C’è da dire che all’inizio dell’esperimento, notando un certo rifiuto da parte del gruppo considerato inferiore, Elliott pensò bene di raccontare ai suoi alunni dagli occhi scuri che alla melanina fossero legate migliori capacità di apprendimento e doti intellettive. Questa menzogna funzionò alla grande e poté procedere con l’esperimento.
Il giorno successivo l’insegnante invertì i ruoli dei due gruppi, così che tutti potessero viversi l’esperienza da entrambi i lati. Alla fine dell’esercizio invitò i bambini a raccontare cosa avevano provato e come si erano sentiti nel corso di queste due giornate insolite.
Quali risultati ottenne?
Gli alunni del gruppo considerato superiore divennero arroganti, prepotenti e infastiditi dagli inferiori e i risultati ai compiti di matematica e letteratura furono migliori rispetto al rendimento precedente. Gli alunni del gruppo inferiore, invece, divennero insicuri, timorosi e servili; durante gli intervalli cominciarono ad isolarsi e persino quelli più dominanti in classe, si chiusero in se stessi. Anche in questo caso, i risultati scolastici subirono un cambiamento nella direzione opposta, evidenziando un calo rispetto a prestazioni superate in precedenza con successo.
Come c’era da aspettarsi Jane Elliott venne attaccata da molti genitori che videro l’esperimento come poco etico, professionale e rispettoso. In un mare di polemiche sollevate all’epoca, ci fu una lettera inviata all’insegnante che diceva :”Come osa eseguire un esperimento così crudele su dei bambini bianchi? I bambini neri crescono abituati a questo tipo di atteggiamento, ma quelli bianchi non potrebbero mai capirlo. È crudele verso i bambini bianchi e causerà loro un grave danno psicologico.“. Ho dei dubbi nel considerare queste tristi parole così tanto lontane da noi.
Ad ogni modo, a me sembra che l’esperienza di Elliott abbia fatto emergere come il modo in cui ci rivolgiamo all’altro, possa cambiare noi e l’altro. Ciò che il contesto dice di noi, definendoci e categorizzandoci, finisce sempre per influenzare l’idea che abbiamo di noi stessi.
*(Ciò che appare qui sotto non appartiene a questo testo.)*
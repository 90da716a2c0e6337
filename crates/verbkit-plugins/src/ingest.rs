//! `ingest` - read a data file of a given category.

use serde_json::json;
use verbkit_core::prelude::*;

/// Category of an ingested file.
#[derive(Debug, Clone, Copy, PartialEq, Eq)]
pub enum DataType {
    Users,
    Orders,
    Events,
}

impl Choice for DataType {
    const VARIANTS: &'static [Self] = &[Self::Users, Self::Orders, Self::Events];

    fn value(&self) -> &'static str {
        match self {
            Self::Users => "users",
            Self::Orders => "orders",
            Self::Events => "events",
        }
    }
}

pub fn init(registry: &mut Registry) -> Result<(), PluginError> {
    registry.register(
        CommandSpec::new("ingest", module_path!(), ingest)
            .summary("Ingest a data file.")
            .param(ParamSpec::choice::<DataType>("data_type").help("Category of the file"))
            .param(ParamSpec::file("data_file").help("Input file ('-' for stdin)")),
    )?;
    Ok(())
}

fn ingest(results: &mut ResultObject, args: &mut Args) -> HandlerResult {
    let data_type: DataType = args.choice("data_type")?;
    let mut data_file = args.take_input("data_file")?;

    let text = data_file.read_all_to_string()?;
    tracing::debug!(path = %data_file.path().display(), bytes = text.len(), "ingested");

    let mut details = Details::new();
    details.insert("data_type".into(), json!(data_type.value()));
    details.insert("bytes".into(), json!(text.len()));
    results.add_event(
        "ingest",
        Some("Ingest completed"),
        Some(ErrorCode::Ok),
        Some(details),
    );
    Ok(())
}

#[cfg(test)]
mod tests {
    use super::*;
    use std::io::Cursor;

    fn args(data_type: &str, text: &'static str) -> Args {
        Args::new().with("data_type", data_type).with_input(
            "data_file",
            Some(Input::from_reader("data.txt", Cursor::new(text.as_bytes()))),
        )
    }

    #[test]
    fn counts_utf8_bytes() {
        let mut results = ResultObject::new();
        ingest(&mut results, &mut args("users", "hello")).unwrap();

        assert!(results.ok());
        let ev = &results.events()[0];
        assert_eq!(ev.kind, "ingest");
        assert_eq!(ev.code.as_deref(), Some("OK"));
        assert_eq!(ev.details["data_type"], "users");
        assert_eq!(ev.details["bytes"], 5);

        let mut results = ResultObject::new();
        ingest(&mut results, &mut args("orders", "é")).unwrap();
        assert_eq!(results.events()[0].details["bytes"], 2);
    }

    #[test]
    fn invalid_utf8_is_unexpected() {
        let mut results = ResultObject::new();
        let mut args = Args::new().with("data_type", "events").with_input(
            "data_file",
            Some(Input::from_reader("bin", Cursor::new(vec![0xff, 0xfe]))),
        );
        let err = ingest(&mut results, &mut args).unwrap_err();
        assert!(matches!(err, HandlerError::Unexpected(_)));
    }

    #[test]
    fn reads_from_disk() {
        let dir = tempfile::tempdir().unwrap();
        let path = dir.path().join("orders.csv");
        std::fs::write(&path, "id\n1\n").unwrap();

        let mut results = ResultObject::new();
        let mut args = Args::new()
            .with("data_type", "Orders")
            .with_input("data_file", Some(Input::open(&path).unwrap()));
        ingest(&mut results, &mut args).unwrap();
        assert_eq!(results.events()[0].details["data_type"], "orders");
        assert_eq!(results.events()[0].details["bytes"], 5);
    }

    #[test]
    fn both_params_are_positional() {
        let mut registry = Registry::new();
        init(&mut registry).unwrap();
        let command = registry.get("ingest").unwrap();
        let placements: Vec<_> = command
            .params()
            .iter()
            .map(|p| p.placement(command.meta().positional))
            .collect();
        assert_eq!(placements, vec![Placement::Positional, Placement::Positional]);
        assert_eq!(
            command.params()[0].kind(),
            &ParamKind::Choice(vec!["users", "orders", "events"])
        );
    }
}
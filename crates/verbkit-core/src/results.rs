//! The per-invocation result object.
//!
//! One [`ResultObject`] is created for each CLI invocation and handed to the
//! handler by mutable reference. Handlers append [`Event`]s to it and call
//! [`ResultObject::fail`] for declared failures. Events are never removed or
//! rewritten, so the rendered output is a faithful log of what happened.

use chrono::{DateTime, SecondsFormat, Utc};
use serde::{Serialize, Serializer};

use crate::codes::ErrorCode;

/// Free-form event details, kept in insertion order.
pub type Details = serde_json::Map<String, serde_json::Value>;

/// Kind used for events recorded by [`ResultObject::fail`].
pub const ERROR_KIND: &str = "error";

// ── Event ─────────────────────────────────────────────────────────────────────

/// One structured record appended to a [`ResultObject`].
#[derive(Debug, Clone, PartialEq, Serialize)]
pub struct Event {
    pub kind: String,
    pub message: Option<String>,
    pub code: Option<String>,
    pub code_num: Option<u16>,
    #[serde(rename = "ts", serialize_with = "serialize_ts")]
    pub timestamp: DateTime<Utc>,
    pub details: Details,
}

impl Event {
    fn new(
        kind: impl Into<String>,
        message: Option<&str>,
        code: Option<ErrorCode>,
        details: Option<Details>,
    ) -> Self {
        Self {
            kind: kind.into(),
            message: message.map(str::to_owned),
            code: code.map(|c| c.name().to_owned()),
            code_num: code.map(|c| c.value()),
            timestamp: Utc::now(),
            details: details.unwrap_or_default(),
        }
    }

    pub fn is_error(&self) -> bool {
        self.kind == ERROR_KIND
    }

    /// The timestamp as it appears in JSON output.
    pub fn ts(&self) -> String {
        format_ts(&self.timestamp)
    }
}

fn format_ts(ts: &DateTime<Utc>) -> String {
    ts.to_rfc3339_opts(SecondsFormat::Micros, true)
}

fn serialize_ts<S: Serializer>(ts: &DateTime<Utc>, serializer: S) -> Result<S::Ok, S::Error> {
    serializer.serialize_str(&format_ts(ts))
}

// ── ResultObject ──────────────────────────────────────────────────────────────

/// Success flag plus an append-only event log.
#[derive(Debug, Clone, PartialEq, Serialize)]
pub struct ResultObject {
    ok: bool,
    events: Vec<Event>,
}

impl Default for ResultObject {
    fn default() -> Self {
        Self::new()
    }
}

impl ResultObject {
    pub fn new() -> Self {
        Self {
            ok: true,
            events: Vec::new(),
        }
    }

    /// Append a timestamped event. Does not touch `ok`.
    pub fn add_event(
        &mut self,
        kind: impl Into<String>,
        message: Option<&str>,
        code: Option<ErrorCode>,
        details: Option<Details>,
    ) {
        self.events.push(Event::new(kind, message, code, details));
    }

    /// Mark the invocation failed and record an `"error"` event.
    pub fn fail(&mut self, message: &str, code: ErrorCode, details: Option<Details>) {
        self.ok = false;
        self.add_event(ERROR_KIND, Some(message), Some(code), details);
    }

    pub fn ok(&self) -> bool {
        self.ok
    }

    pub fn events(&self) -> &[Event] {
        &self.events
    }

    /// Numeric codes of every `"error"` event, in order.
    pub fn error_codes(&self) -> Vec<u16> {
        self.events
            .iter()
            .filter(|ev| ev.is_error())
            .filter_map(|ev| ev.code_num)
            .collect()
    }

    pub fn to_json(&self) -> serde_json::Result<String> {
        serde_json::to_string(self)
    }
}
Se cresco con la convinzione di essere meglio di altri, probabilmente raggiungerò obiettivi importanti, ma lo farò calpestando i piedi di chi mi sta intorno; oppure mi scontrerò con i miei limiti e questo mi manderà in crisi. Se, invece, mi viene costantemente ribadito che non sono in grado, è possibile che dovrò faticare tutta la vita per sentirmici o resterò fermo nelle mie insicurezze invalidanti.
Forse ci servono scosse di questo tipo per capire veramente cosa significhi essere aggrediti, allontanati, rifiutati lì dove dovremmo poterci sentire liberi e tutelati.